Objective To understand the use of the flipped classroom (FC) - learning core content prior to an academic session, with class time devoted to applying this content - in otolaryngology residency education. Methods An electronic survey of 107 otolaryngology program directors (PDs), including demographic details, the flipped classroom perception instrument (FCPI), and the otolaryngology programs' current use of FC. Results Forty-four (41%) PDs completed the FCPI. Seventy-one point one (71.1%) of respondents were male, 60% were 30-49 years, and the remainder were older. Sixty-two percent (62%) had fellowships associated with their program, 21.7% of programs used the FC model Very Often, 17.4% Somewhat Often, 28.3% Sometimes, 17.4% Somewhat Rarely, 8.7% Very Rarely, and 6.5% Never. Attitudes toward FC principles were positive with modes "strongly agree" for all, except for "online modules enhance learning" where the mode was "slightly agree" with significantly higher scores for PDs over age 50 than for those younger (4.17 vs. 3.63, p=0.033).

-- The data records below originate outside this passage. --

//! Environment-driven configuration, read once at startup.

use std::time::Duration;

use podharbor_auth::TokenLifetimes;
use podharbor_infra::RetryPolicy;

#[derive(Debug, Clone)]
pub struct AppConfig {
    pub bind_addr: String,
    pub jwt_secret: String,
    /// The one address allowed to register the admin account.
    pub admin_email: String,
    pub token_lifetimes: TokenLifetimes,
    pub notify_retry: RetryPolicy,
}

impl AppConfig {
    /// Read configuration from the environment, with development fallbacks.
    pub fn from_env() -> Self {
        let jwt_secret = std::env::var("PODHARBOR_JWT_SECRET").unwrap_or_else(|_| {
            tracing::warn!("PODHARBOR_JWT_SECRET not set; using insecure dev default");
            "dev-secret".to_string()
        });

        let admin_email = std::env::var("PODHARBOR_ADMIN_EMAIL")
            .unwrap_or_else(|_| "admin@podharbor.dev".to_string())
            .to_lowercase();

        let access_days = env_i64("PODHARBOR_ACCESS_TOKEN_DAYS", 1);
        let refresh_days = env_i64("PODHARBOR_REFRESH_TOKEN_DAYS", 7);
        let verification_minutes = env_i64("PODHARBOR_VERIFICATION_TOKEN_MINUTES", 10);

        Self {
            bind_addr: std::env::var("PODHARBOR_BIND_ADDR")
                .unwrap_or_else(|_| "0.0.0.0:8080".to_string()),
            jwt_secret,
            admin_email,
            token_lifetimes: TokenLifetimes::new(access_days, refresh_days, verification_minutes),
            notify_retry: RetryPolicy::default(),
        }
    }

    /// Deterministic configuration for tests.
    pub fn for_tests(jwt_secret: &str, admin_email: &str) -> Self {
        Self {
            bind_addr: "127.0.0.1:0".to_string(),
            jwt_secret: jwt_secret.to_string(),
            admin_email: admin_email.to_lowercase(),
            token_lifetimes: TokenLifetimes::new(1, 7, 10),
            notify_retry: RetryPolicy {
                attempts: 4,
                delay: Duration::from_millis(5),
            },
        }
    }
}

fn env_i64(key: &str, default: i64) -> i64 {
    std::env::var(key)
        .ok()
        .and_then(|v| v.parse().ok())
        .unwrap_or(default)
}
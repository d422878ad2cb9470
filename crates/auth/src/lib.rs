//! `podharbor-auth` — pure authentication/authorization boundary.
//!
//! This crate is intentionally decoupled from HTTP and storage: it issues and
//! verifies tokens, checks passwords against the strength policy, and makes
//! ownership/role decisions. Resolving a verified token subject to a stored
//! account is the caller's job.

pub mod claims;
pub mod ownership;
pub mod password;
pub mod roles;
pub mod token;
pub mod validator;

pub use claims::{validate_window, TokenClaims};
pub use ownership::assert_owner;
pub use password::ensure_strong;
pub use roles::{require_role, Role};
pub use token::{TokenCodec, TokenKind, TokenLifetimes};
pub use validator::{validate_token, VerifiedToken};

There were no other significant differences comparing male vs. female PDs, younger vs. older PDs, smaller vs. larger programs, programs with or without fellowships, programs with 100% vs. <100% board exam pass rates, or programs in different geographical regions. The pre-class activity mean score was 4.34 (95% CI 4.12-4.56) and the in-class mean score was 4.18 (95% CI 3.99-4.37). There was no significant correlation between the likelihood of using a flipped classroom and attitude scores. Conclusion PDs value both the pre-class and interactive in-class principles of FCs but only 37.8% of programs use FC often, suggesting that practical approaches to implementation in this group could improve education in this population.